use tracing_subscriber::{layer::SubscriberExt, util::SubscriberInitExt, EnvFilter};

pub fn init_cli_logger(verbose: bool) {
    let filter = if verbose {
        EnvFilter::try_from_default_env()
            .unwrap_or_else(|_| EnvFilter::new("studio_catalog=debug,info"))
    } else {
        EnvFilter::try_from_default_env().unwrap_or_else(|_| EnvFilter::new("studio_catalog=info"))
    };

    tracing_subscriber::registry()
        .with(filter)
        .with(
            tracing_subscriber::fmt::layer()
                .with_target(false)
                .with_thread_ids(false)
                .with_file(false)
                .with_line_number(false)
                .compact(),
        )
        .init();
}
————————
→ **Activity**
From the line holding "tracing_subscriber::fmt::layer()" to the last line of the material above, reproduce every line exactly, and only those.

→ **Response to this exercise**
            tracing_subscriber::fmt::layer()
                .with_target(false)
                .with_thread_ids(false)
                .with_file(false)
                .with_line_number(false)
                .compact(),
        )
        .init();
}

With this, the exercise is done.